Real-world robotic skill acquisition faces challenges including scarcity of human demonstration data, significant simulation-to-reality (sim-to-real) discrepancy, and complex dual-contact interactions inherent in tool manipulation. Method: We propose a few-shot skill transfer framework leveraging multimodal proximity and tactile sensing. It adopts a pretraining-finetuning paradigm: a contact-state recognition model is first pretrained in simulation, then fine-tuned across domains using only a few real-world human demonstrations (3–5 trials). Proximity and tactile signals are fused to jointly model tool-environment contact dynamics and local geometric structure. Contribution/Results: Evaluated on the Franka Emika platform, our method enables robots to generalize surface-following skills across diverse tools with markedly different physical and geometric properties—requiring only 3–5 demonstrations. It significantly improves cross-tool and cross-environment skill transfer efficiency and robustness, effectively bridging the sim-to-real gap while mitigating reliance on extensive real-world supervision.

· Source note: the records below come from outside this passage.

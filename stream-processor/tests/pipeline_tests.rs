mod common;

use stream_processor::stages::{clean, validate};
use stream_processor::{Record, RejectReason, ValidationOutcome};

use common::{forbidden_words, text_engine, weather_engine};

#[tokio::test]
async fn test_text_scenarios_route_to_the_right_channel() {
    let harness = text_engine(3);
    harness.engine.start().await.unwrap();

    harness
        .engine
        .submit(Record::new("k1", "  hello   world  ", 0, 0))
        .await
        .unwrap();
    harness
        .engine
        .submit(Record::new("k2", "this is SPAM", 0, 1))
        .await
        .unwrap();

    let report = harness.engine.shutdown().await.unwrap();

    assert_eq!(
        harness.accepted.records(),
        vec![("k1".to_string(), "HELLO WORLD".to_string())]
    );
    assert_eq!(
        harness.dead_letter.records(),
        vec![("k2".to_string(), "this is SPAM".to_string())]
    );
    assert_eq!(report.counters.accepted, 1);
    assert_eq!(report.counters.rejected, 1);
}

#[tokio::test]
async fn test_every_record_is_routed_exactly_once() {
    let harness = text_engine(3);
    harness.engine.start().await.unwrap();

    let inputs = [
        "plain text",
        "",
        "   ",
        "hack the planet",
        "xxx",
        "  mixed   Case  words ",
        "spam",
        "fine",
    ];
    let long = "word ".repeat(40);

    let mut total = 0;
    for partition in 0..3 {
        for (offset, value) in inputs.iter().chain(std::iter::once(&long.as_str())).enumerate() {
            harness
                .engine
                .submit(Record::new(
                    format!("p{partition}-{offset}"),
                    *value,
                    partition,
                    offset as i64,
                ))
                .await
                .unwrap();
            total += 1;
        }
    }

    let report = harness.engine.shutdown().await.unwrap();

    let routed = harness.accepted.len() + harness.dead_letter.len();
    assert_eq!(routed, total);
    assert_eq!(report.counters.routed(), total as u64);
    assert_eq!(report.counters.accepted, harness.accepted.len() as u64);
    assert_eq!(report.counters.rejected, harness.dead_letter.len() as u64);

    // Nothing is both accepted and dead-lettered
    for (key, _) in harness.accepted.records() {
        assert!(!harness.dead_letter.records().iter().any(|(k, _)| *k == key));
    }
}

#[tokio::test]
async fn test_order_is_kept_within_a_partition() {
    let harness = text_engine(3);
    harness.engine.start().await.unwrap();

    for offset in 0..50 {
        harness
            .engine
            .submit(Record::new("same", format!("msg {offset}"), 4, offset))
            .await
            .unwrap();
    }
    let report = harness.engine.shutdown().await.unwrap();

    let expected: Vec<String> = (0..50).map(|i| format!("MSG {i}")).collect();
    assert_eq!(harness.accepted.values(), expected);
    assert_eq!(report.offsets.get(&4), Some(&50));
}

#[tokio::test]
async fn test_weather_scenarios() {
    let harness = weather_engine(None);
    harness.engine.start().await.unwrap();

    harness
        .engine
        .submit(Record::new("", "StationA,35.0,60.0", 0, 0))
        .await
        .unwrap();
    harness
        .engine
        .submit(Record::new("", "StationA,20.0,50.0", 0, 1))
        .await
        .unwrap();

    let report = harness.engine.shutdown().await.unwrap();

    assert_eq!(
        harness.results.records(),
        vec![(
            "StationA".to_string(),
            "StationA : Température Moyenne = 95.00°F, Humidité Moyenne = 60.00%".to_string()
        )]
    );
    let state = harness.store.get("StationA").unwrap();
    assert_eq!(state.count, 1);
    assert_eq!(report.counters.results, 1);
    assert_eq!(report.counters.dropped, 1);
}

#[tokio::test]
async fn test_averages_are_exact_across_partitions() {
    let harness = weather_engine(None);
    harness.engine.start().await.unwrap();

    let readings = [(31.0, 10.0), (32.0, 20.0), (33.0, 30.0), (34.0, 40.0)];
    for (i, (temp, humidity)) in readings.iter().enumerate() {
        let partition = (i % 2) as i32;
        harness
            .engine
            .submit(Record::new(
                "",
                format!("StationZ,{temp},{humidity}"),
                partition,
                i as i64,
            ))
            .await
            .unwrap();
    }
    harness.engine.shutdown().await.unwrap();

    let state = harness.store.get("StationZ").unwrap();
    assert_eq!(state.count, 4);
    let expected_a: f64 = readings.iter().map(|(t, _)| t * 9.0 / 5.0 + 32.0).sum();
    assert!((state.sum_metric_a - expected_a).abs() < 1e-9);
    assert_eq!(state.sum_metric_b, 100.0);
    assert_eq!(harness.results.len(), 4);
}

#[tokio::test]
async fn test_unparseable_readings_are_dead_lettered() {
    let harness = weather_engine(None);
    harness.engine.start().await.unwrap();

    for (offset, value) in ["StationA,abc,60", "StationA,35", ",35,60", "StationA,inf,1"]
        .into_iter()
        .enumerate()
    {
        harness
            .engine
            .submit(Record::new("raw", value, 0, offset as i64))
            .await
            .unwrap();
    }
    let report = harness.engine.shutdown().await.unwrap();

    assert_eq!(harness.dead_letter.len(), 4);
    assert!(harness.results.is_empty());
    assert!(harness.store.is_empty());
    assert_eq!(report.counters.rejected, 4);
}

#[test]
fn test_clean_is_idempotent_and_normalises_whitespace() {
    let samples = ["  a  b\t\tc \n", "already CLEAN", "", "\u{00e9}t\u{00e9}  chaud"];
    for sample in samples {
        let once = clean(sample);
        assert_eq!(clean(&once), once);
        assert!(!once.starts_with(' ') && !once.ends_with(' '));
        assert!(!once.contains("  "));
        assert_eq!(once, once.to_uppercase());
    }
}

#[test]
fn test_forbidden_words_are_detected_after_cleaning() {
    for word in forbidden_words() {
        let cleaned = clean(&format!("some {} here", word.to_lowercase()));
        assert_eq!(
            validate(&cleaned, &forbidden_words(), 100),
            ValidationOutcome::Rejected(RejectReason::ForbiddenWord)
        );
    }
}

Tools extend the manipulation abilities of robots, much like they do for humans. Despite human expertise in tool manipulation, teaching robots these skills faces challenges. The complexity arises from the interplay of two simultaneous points of contact: one between the robot and the tool, and another between the tool and the environment. Tactile and proximity sensors play a crucial role in identifying these complex contacts. However, learning tool manipulation using these sensors remains challenging due to limited real-world data and the large sim-to-real gap. To address this, we propose a few-shot tool-use skill transfer framework using multimodal sensing. The framework involves pre-training the base policy to capture contact states common in tool-use skills in simulation and fine-tuning it with human demonstrations collected in the real-world target domain to bridge the domain gap. We validate that this framework enables teaching surface-following tasks using tools with diverse physical and geometric properties with a small number of demonstrations on the Franka Emika robot arm. Our analysis suggests that the robot acquires new tool-use skills by transferring the ability to recognise tool-environment contact relationships from pre-trained to fine-tuned policies. Additionally, combining proximity and tactile sensors enhances the identification of contact states and environmental geometry.